You must then be open to the division of universal structure described by Plato. You must be open to the visible level below the sun which science can measure and the intelligible level above the divided line available to us by noesis even though we cannot necessarily prove it by science.
Well let's examine this claim. Name one truth of science and one truth of religion that you think are "complimentary". And just for historical accuracy the idea of "the ONE" in western philosophy goes back to Parmenides, 500 years before Plotinus.
Draw a cross on a piece of paper. The horizontal line refers to factual knowledge of what you know scientifically. The vertical line which intersects it refers to the line of being which refers to objective value in relation to the source of creation.
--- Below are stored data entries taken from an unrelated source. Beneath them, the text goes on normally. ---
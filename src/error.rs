use thiserror::Error;
use actix_web::{ResponseError, HttpResponse, http::StatusCode};
use serde_json::json;

use crate::db::RoleName;

#[derive(Error, Debug)]
pub enum AppError {
    #[error("Authentication error: {0}")]
    AuthError(#[from] AuthError),

    #[error(transparent)]
    RegistrationError(#[from] RegistrationError),

    #[error("Database error: {0}")]
    DatabaseError(#[from] DatabaseError),

    #[error("Configuration error: {0}")]
    ConfigError(String),

    #[error("Internal server error: {0}")]
    InternalError(String),

    #[error("Validation error: {0}")]
    ValidationError(String),
}

// Implement conversion from config::ConfigError
impl From<config::ConfigError> for AppError {
    fn from(err: config::ConfigError) -> Self {
        AppError::ConfigError(err.to_string())
    }
}

// Unique violations surface as Duplicate so registration races lose cleanly
impl From<sqlx::Error> for AppError {
    fn from(err: sqlx::Error) -> Self {
        match err {
            sqlx::Error::RowNotFound => AppError::DatabaseError(DatabaseError::NotFound),
            sqlx::Error::Database(ref db_err) if db_err.is_unique_violation() => {
                AppError::DatabaseError(DatabaseError::Duplicate)
            }
            sqlx::Error::PoolTimedOut | sqlx::Error::PoolClosed | sqlx::Error::Io(_) => {
                AppError::DatabaseError(DatabaseError::ConnectionError(err.to_string()))
            }
            _ => AppError::DatabaseError(DatabaseError::QueryError(err.to_string())),
        }
    }
}

impl From<sqlx::migrate::MigrateError> for AppError {
    fn from(err: sqlx::migrate::MigrateError) -> Self {
        AppError::DatabaseError(DatabaseError::QueryError(err.to_string()))
    }
}

// Add conversion from std::io::Error
impl From<std::io::Error> for AppError {
    fn from(err: std::io::Error) -> Self {
        AppError::InternalError(err.to_string())
    }
}

impl From<jsonwebtoken::errors::Error> for AppError {
    fn from(err: jsonwebtoken::errors::Error) -> Self {
        match err.kind() {
            jsonwebtoken::errors::ErrorKind::ExpiredSignature => {
                AppError::AuthError(AuthError::TokenExpired)
            }
            _ => AppError::AuthError(AuthError::InvalidToken),
        }
    }
}

impl From<argon2::password_hash::Error> for AppError {
    fn from(err: argon2::password_hash::Error) -> Self {
        AppError::InternalError(format!("password hashing failed: {}", err))
    }
}

impl From<tokio::task::JoinError> for AppError {
    fn from(err: tokio::task::JoinError) -> Self {
        AppError::InternalError(format!("blocking task failed: {}", err))
    }
}

// Implement actix_web::ResponseError for AppError
impl ResponseError for AppError {
    fn error_response(&self) -> HttpResponse {
        let status = self.status_code();
        let message = self.to_string();

        // Registration conflicts are part of the public contract and carry a bare message
        if let AppError::RegistrationError(_) = self {
            return HttpResponse::build(status).json(json!({ "message": message }));
        }

        let response = json!({
            "error": {
                "status": status.as_u16(),
                "message": message
            }
        });
        HttpResponse::build(status).json(response)
    }

    fn status_code(&self) -> StatusCode {
        match self {
            AppError::AuthError(e) => match e {
                AuthError::InvalidCredentials => StatusCode::UNAUTHORIZED,
                AuthError::MissingToken => StatusCode::UNAUTHORIZED,
                AuthError::TokenExpired => StatusCode::UNAUTHORIZED,
                AuthError::InvalidToken => StatusCode::UNAUTHORIZED,
                AuthError::Forbidden => StatusCode::FORBIDDEN,
            },
            AppError::RegistrationError(_) => StatusCode::BAD_REQUEST,
            AppError::ValidationError(_) => StatusCode::BAD_REQUEST,
            AppError::ConfigError(_) => StatusCode::INTERNAL_SERVER_ERROR,
            AppError::DatabaseError(DatabaseError::NotFound) => StatusCode::NOT_FOUND,
            AppError::DatabaseError(DatabaseError::Duplicate) => StatusCode::CONFLICT,
            AppError::DatabaseError(_) => StatusCode::INTERNAL_SERVER_ERROR,
            AppError::InternalError(_) => StatusCode::INTERNAL_SERVER_ERROR,
        }
    }
}

#[derive(Error, Debug)]
pub enum AuthError {
    #[error("Invalid credentials")]
    InvalidCredentials,

    #[error("Missing bearer token")]
    MissingToken,

    #[error("Token expired")]
    TokenExpired,

    #[error("Invalid token")]
    InvalidToken,

    #[error("Forbidden")]
    Forbidden,
}

#[derive(Error, Debug, PartialEq, Eq)]
pub enum RegistrationError {
    #[error("Error: Username is already taken!")]
    UsernameTaken,

    #[error("Error: Email is already in use!")]
    EmailInUse,
}

#[derive(Error, Debug)]
pub enum DatabaseError {
    #[error("Connection error: {0}")]
    ConnectionError(String),

    #[error("Query error: {0}")]
    QueryError(String),

    #[error("Record not found")]
    NotFound,

    #[error("Duplicate record")]
    Duplicate,

    #[error("Role {0} is not found")]
    MissingRole(RoleName),
}

#[cfg(test)]
mod tests {
    use super::*;
    use actix_web::body::to_bytes;
    use std::io;

    #[test]
    fn test_error_conversion() {
        // Test IO error conversion
        let io_err = io::Error::new(io::ErrorKind::NotFound, "file not found");
        let app_err: AppError = io_err.into();
        assert!(matches!(app_err, AppError::InternalError(_)));

        // Test config error conversion
        let config_err = config::ConfigError::NotFound(String::from("key not found"));
        let app_err: AppError = config_err.into();
        assert!(matches!(app_err, AppError::ConfigError(_)));

        // Test database error conversion
        let db_err = sqlx::Error::RowNotFound;
        let app_err: AppError = db_err.into();
        assert!(matches!(app_err, AppError::DatabaseError(DatabaseError::NotFound)));

        let jwt_err: jsonwebtoken::errors::Error =
            jsonwebtoken::errors::ErrorKind::ExpiredSignature.into();
        let app_err: AppError = jwt_err.into();
        assert!(matches!(app_err, AppError::AuthError(AuthError::TokenExpired)));

        let jwt_err: jsonwebtoken::errors::Error =
            jsonwebtoken::errors::ErrorKind::InvalidSignature.into();
        let app_err: AppError = jwt_err.into();
        assert!(matches!(app_err, AppError::AuthError(AuthError::InvalidToken)));
    }

    #[test]
    fn test_error_status_codes() {
        let err = AppError::AuthError(AuthError::InvalidCredentials);
        assert_eq!(err.status_code(), StatusCode::UNAUTHORIZED);

        let err = AppError::AuthError(AuthError::Forbidden);
        assert_eq!(err.status_code(), StatusCode::FORBIDDEN);

        let err = AppError::RegistrationError(RegistrationError::UsernameTaken);
        assert_eq!(err.status_code(), StatusCode::BAD_REQUEST);

        let err = AppError::ValidationError("invalid input".to_string());
        assert_eq!(err.status_code(), StatusCode::BAD_REQUEST);

        let err = AppError::DatabaseError(DatabaseError::MissingRole(RoleName::Admin));
        assert_eq!(err.status_code(), StatusCode::INTERNAL_SERVER_ERROR);

        let err = AppError::DatabaseError(DatabaseError::Duplicate);
        assert_eq!(err.status_code(), StatusCode::CONFLICT);
    }

    #[test]
    fn test_error_display() {
        let err = AppError::ValidationError("test error".to_string());
        assert_eq!(err.to_string(), "Validation error: test error");

        let err = AppError::AuthError(AuthError::InvalidCredentials);
        assert_eq!(err.to_string(), "Authentication error: Invalid credentials");

        let err = AppError::RegistrationError(RegistrationError::EmailInUse);
        assert_eq!(err.to_string(), "Error: Email is already in use!");

        let err = AppError::DatabaseError(DatabaseError::MissingRole(RoleName::Moderator));
        assert_eq!(err.to_string(), "Database error: Role ROLE_MODERATOR is not found");
    }

    #[actix_web::test]
    async fn test_registration_error_body_is_bare_message() {
        let resp = AppError::from(RegistrationError::UsernameTaken).error_response();
        assert_eq!(resp.status(), StatusCode::BAD_REQUEST);

        let body = to_bytes(resp.into_body()).await.unwrap();
        let json: serde_json::Value = serde_json::from_slice(&body).unwrap();
        assert_eq!(json, json!({ "message": "Error: Username is already taken!" }));
    }

    #[actix_web::test]
    async fn test_auth_error_body_is_nested() {
        let resp = AppError::from(AuthError::InvalidCredentials).error_response();
        let body = to_bytes(resp.into_body()).await.unwrap();
        let json: serde_json::Value = serde_json::from_slice(&body).unwrap();
        assert_eq!(json["error"]["status"], 401);
        assert_eq!(json["error"]["message"], "Authentication error: Invalid credentials");
    }
}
Where the horizontal line is based on duality the vertical line refers to the quality of a moment defined as a middle between the quality directly above and below it.

Where science functioning on the horizontal line defines what is known, the vertical line defines the objective value of what is known. A person with understanding has acquired a human perspective uniting what is known through the senses with the objective value of what is known, knowledge of which is beyond the domain of the senses. Where the laws of science seek to increase what is known, the laws of being enable us to remember what has been forgotten. The laws are the same. Science is incapable of measuring a moment in time and it is the laws of being which provide the objective value which is felt and acquired through noesis: the highest intellectual function we are capable of.
Universal laws, eh? Surprise me Nick_A; I have read nothing you have written in your years on this forum to suggest you know anything at all about "universal laws", but I'm happy to be corrected.
Why bring up such ideas where they are not wanted and will be scorned? If even the simple division of Plato’s divided line is emotionally rejected, what good will explaining the universal laws which unite them serve? It just invites negativity which does more harm than good and may even harm a lurker by associating essential ideas which can open the mind with negativity. We went through this in the secular intolerance thread. We have seen that an impartial attitude is necessary for a worthwhile discussion. Unfortunately it is usually lacking.
Well, you have created a story that makes sense to you, and congratulations, the world is a mysterious place to anyone but idiots.
I am not bright enough to create these ideas. I am just a student of perennial ideas the essence of which was always known.
So you can't see the difference between "is a living organism" and "is viewed as a "living organism""? As it happens, I'm quite happy to entertain both possibilities; I can even take Michel Callon and Bruno Latour's Actor-network theory seriously; that's the sort of thing that being open minded entails.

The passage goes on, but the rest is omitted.